The exactly is that in this iteration, the One destroyed an agent (Smith), severing his connection to the system. Metaphorically, Agent Smith did the same thing to Neo moments before, when he shot and killed Neo in the matrix. Neo resurrected himself as the incarnation of The One. Agent Smith resurrected himself to become something else, Neo's antithesis: Smith's new ability to clone himself makes him The Many (Note that in the Bible, the demon that Jesus purges from a person identifies itself as "I am Legion"). The One and The Many, Christ and Satan, Good and Evil. I believe that the end will come down to the two god-figures battling for the souls of the matrix.
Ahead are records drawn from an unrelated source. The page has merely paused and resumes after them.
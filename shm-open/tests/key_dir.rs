//! The automatic System V key directory.
//!
//! This reads and changes the process environment, so it is a single test in its own binary.
#![cfg(unix)]
use std::path::Path;

use shm_open::backend::sysv::{KeyDir, SysV, DEFAULT_PROJECT, KEY_DIR_ENV};
use shm_open::SharedMemory;
use shm_test_validate::SysvSegment;

#[test]
fn automatic_key_dir_fallbacks() {
    let dir = tempfile::tempdir().unwrap();

    std::env::set_var(KEY_DIR_ENV, dir.path());
    assert_eq!(KeyDir::Auto.resolve(), dir.path());

    let segment = SysvSegment::create(dir.path(), DEFAULT_PROJECT, 5);
    segment.write(0, b"hello");

    let mut shm = SharedMemory::open_with(SysV::new(), segment.name(), 5).unwrap();
    assert_eq!(shm.as_slice().unwrap(), b"hello");
    shm.as_mut_slice().unwrap().copy_from_slice(b"WORLD");
    assert_eq!(segment.read(), b"WORLD");
    shm.close().unwrap();

    // The native handle uses the automatic directory as well when System V is compiled in.
    #[cfg(feature = "sysv")]
    {
        let mut shm = SharedMemory::open(segment.name(), 5).unwrap();
        assert_eq!(shm.as_slice().unwrap(), b"WORLD");
        shm.close().unwrap();
    }

    std::env::remove_var(KEY_DIR_ENV);
    let shm_dir = Path::new("/dev/shm");
    if shm_dir.is_dir() {
        assert_eq!(KeyDir::Auto.resolve(), shm_dir);
    } else {
        std::env::set_var("TMPDIR", dir.path());
        assert_eq!(KeyDir::Auto.resolve(), dir.path());

        std::env::remove_var("TMPDIR");
        assert_eq!(KeyDir::Auto.resolve(), Path::new("/tmp"));
    }
}
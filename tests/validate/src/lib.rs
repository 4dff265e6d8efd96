//! The producing side of a shared memory segment, for tests.
//!
//! Consumers under test only ever attach to segments. These types create them the way an
//! unrelated process would, with the platform calls and naming conventions used directly.
use std::process::Command;
use std::sync::atomic::{AtomicUsize, Ordering};

use assert_cmd::assert::Assert;

#[cfg(unix)]
pub use unix::{Segment, SysvSegment};
#[cfg(windows)]
pub use windows::Segment;

/// A name that no other test, nor a concurrent test run, is using.
pub fn unique_name(prefix: &str) -> String {
    static COUNTER: AtomicUsize = AtomicUsize::new(0);
    let nanos = std::time::SystemTime::now()
        .duration_since(std::time::UNIX_EPOCH)
        .map_or(0, |d| d.subsec_nanos());

    format!(
        "{prefix}-{}-{}-{nanos}",
        std::process::id(),
        COUNTER.fetch_add(1, Ordering::Relaxed)
    )
}

impl Segment {
    /// Run a process attaching to this segment: `cmd <subcommand> <name> <len> <args..>`.
    ///
    /// The segment outlives the process since we borrow it until the process exited.
    pub fn run(&self, cmd: Command, subcommand: &str, args: &[&str]) -> Assert {
        let mut cmd = assert_cmd::Command::from_std(cmd);
        cmd.arg(subcommand)
            .arg(self.name())
            .arg(self.len().to_string())
            .args(args);
        cmd.assert()
    }
}

#[cfg(unix)]
mod unix {
    use std::ffi::CString;
    use std::fs::File;
    use std::os::fd::FromRawFd;
    use std::path::{Path, PathBuf};

    use memmap2::{MmapOptions, MmapRaw};

    /// A POSIX shared memory object, unlinked on drop.
    pub struct Segment {
        name: String,
        object: CString,
        len: usize,
        map: MmapRaw,
    }

    impl Segment {
        pub fn create(len: usize) -> Self {
            let name = super::unique_name("shm-open");
            let object = if cfg!(target_vendor = "apple") {
                name.clone()
            } else {
                format!("/{name}")
            };
            let object = CString::new(object).unwrap();

            let fd = unsafe {
                libc::shm_open(
                    object.as_ptr(),
                    libc::O_CREAT | libc::O_EXCL | libc::O_RDWR,
                    0o600 as libc::c_uint,
                )
            };
            if fd == -1 {
                panic!("failed to create {object:?}: {}", std::io::Error::last_os_error());
            }

            // Safety: freshly opened and not owned by anything else.
            let file = unsafe { File::from_raw_fd(fd) };
            file.set_len(len as u64).expect("failed to size the segment");
            let map = MmapOptions::new()
                .len(len)
                .map_raw(&file)
                .expect("failed to map the segment");

            Segment { name, object, len, map }
        }

        pub fn name(&self) -> &str {
            &self.name
        }

        pub fn len(&self) -> usize {
            self.len
        }

        pub fn write(&self, offset: usize, data: &[u8]) {
            write_raw(self.map.as_mut_ptr(), self.len, offset, data)
        }

        pub fn read(&self) -> Vec<u8> {
            read_raw(self.map.as_ptr(), self.len)
        }
    }

    impl Drop for Segment {
        fn drop(&mut self) {
            unsafe { libc::shm_unlink(self.object.as_ptr()) };
        }
    }

    /// A System V segment keyed by a file in `dir`, removed on drop.
    pub struct SysvSegment {
        name: String,
        key_file: PathBuf,
        id: libc::c_int,
        addr: *mut u8,
        len: usize,
    }

    impl SysvSegment {
        /// Create the key file `dir/<name>` and a segment for `ftok(key_file, project)`.
        pub fn create(dir: &Path, project: libc::c_int, len: usize) -> Self {
            let name = super::unique_name("shm-open-sysv");
            let key_file = dir.join(&name);
            File::create(&key_file).expect("failed to create the key file");

            let path = CString::new(key_file.to_str().unwrap()).unwrap();
            let key = unsafe { libc::ftok(path.as_ptr(), project) };
            assert_ne!(key, -1, "ftok: {}", std::io::Error::last_os_error());

            let id = unsafe { libc::shmget(key, len, libc::IPC_CREAT | libc::IPC_EXCL | 0o600) };
            assert_ne!(id, -1, "shmget: {}", std::io::Error::last_os_error());

            let addr = unsafe { libc::shmat(id, core::ptr::null(), 0) };
            assert_ne!(addr as isize, -1, "shmat: {}", std::io::Error::last_os_error());

            SysvSegment {
                name,
                key_file,
                id,
                addr: addr.cast(),
                len,
            }
        }

        pub fn name(&self) -> &str {
            &self.name
        }

        pub fn write(&self, offset: usize, data: &[u8]) {
            write_raw(self.addr, self.len, offset, data)
        }

        pub fn read(&self) -> Vec<u8> {
            read_raw(self.addr, self.len)
        }
    }

    impl Drop for SysvSegment {
        fn drop(&mut self) {
            unsafe {
                libc::shmdt(self.addr.cast_const().cast());
                libc::shmctl(self.id, libc::IPC_RMID, core::ptr::null_mut());
            }
            let _ = std::fs::remove_file(&self.key_file);
        }
    }

    fn write_raw(base: *mut u8, len: usize, offset: usize, data: &[u8]) {
        assert!(offset + data.len() <= len, "write out of bounds");
        // Volatile since the other side of the mapping is invisible to the compiler.
        for (idx, byte) in data.iter().enumerate() {
            unsafe { base.add(offset + idx).write_volatile(*byte) };
        }
    }

    fn read_raw(base: *const u8, len: usize) -> Vec<u8> {
        (0..len)
            .map(|idx| unsafe { base.add(idx).read_volatile() })
            .collect()
    }
}

#[cfg(windows)]
mod windows {
    use windows_sys::Win32::Foundation::{CloseHandle, HANDLE, INVALID_HANDLE_VALUE};
    use windows_sys::Win32::System::Memory::{
        CreateFileMappingW, MapViewOfFile, UnmapViewOfFile, FILE_MAP_ALL_ACCESS,
        MEMORY_MAPPED_VIEW_ADDRESS, PAGE_READWRITE,
    };

    /// A pagefile-backed named file mapping, closed on drop.
    pub struct Segment {
        name: String,
        handle: HANDLE,
        addr: *mut u8,
        len: usize,
    }

    impl Segment {
        pub fn create(len: usize) -> Self {
            let name = super::unique_name("shm-open");
            let wide: Vec<u16> = name.encode_utf16().chain([0]).collect();

            let handle = unsafe {
                CreateFileMappingW(
                    INVALID_HANDLE_VALUE,
                    core::ptr::null(),
                    PAGE_READWRITE,
                    0,
                    u32::try_from(len).unwrap(),
                    wide.as_ptr(),
                )
            };
            assert_ne!(handle, 0, "CreateFileMappingW: {}", std::io::Error::last_os_error());

            let addr = unsafe { MapViewOfFile(handle, FILE_MAP_ALL_ACCESS, 0, 0, len).Value };
            assert!(!addr.is_null(), "MapViewOfFile: {}", std::io::Error::last_os_error());

            Segment {
                name,
                handle,
                addr: addr.cast(),
                len,
            }
        }

        pub fn name(&self) -> &str {
            &self.name
        }

        pub fn len(&self) -> usize {
            self.len
        }

        pub fn write(&self, offset: usize, data: &[u8]) {
            assert!(offset + data.len() <= self.len, "write out of bounds");
            for (idx, byte) in data.iter().enumerate() {
                unsafe { self.addr.add(offset + idx).write_volatile(*byte) };
            }
        }

        pub fn read(&self) -> Vec<u8> {
            (0..self.len)
                .map(|idx| unsafe { self.addr.add(idx).read_volatile() })
                .collect()
        }
    }

    impl Drop for Segment {
        fn drop(&mut self) {
            unsafe {
                UnmapViewOfFile(MEMORY_MAPPED_VIEW_ADDRESS { Value: self.addr.cast() });
                CloseHandle(self.handle);
            }
        }
    }
}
Confession: I wrote the above a few months ago, and after seeing the Revolutions trailer, I think that I was on the right track. It is all about Smith and Neo, the many and the one. Only, in my interpretation, it looks as if Neo makes a deal with “God” (the mind behind the entire matrix) that he will get rid of the “satan” who is destroying “God’s” world. If this in fact turns out to be true, then I’m loving it.

In the context of all this, I just cannot get into the Lord of the Rings hype, despite the new trailer. That movie isn’t coming out for a few months. Revolutions is in 35 days. Let’s get some perspective, people. Sheesh.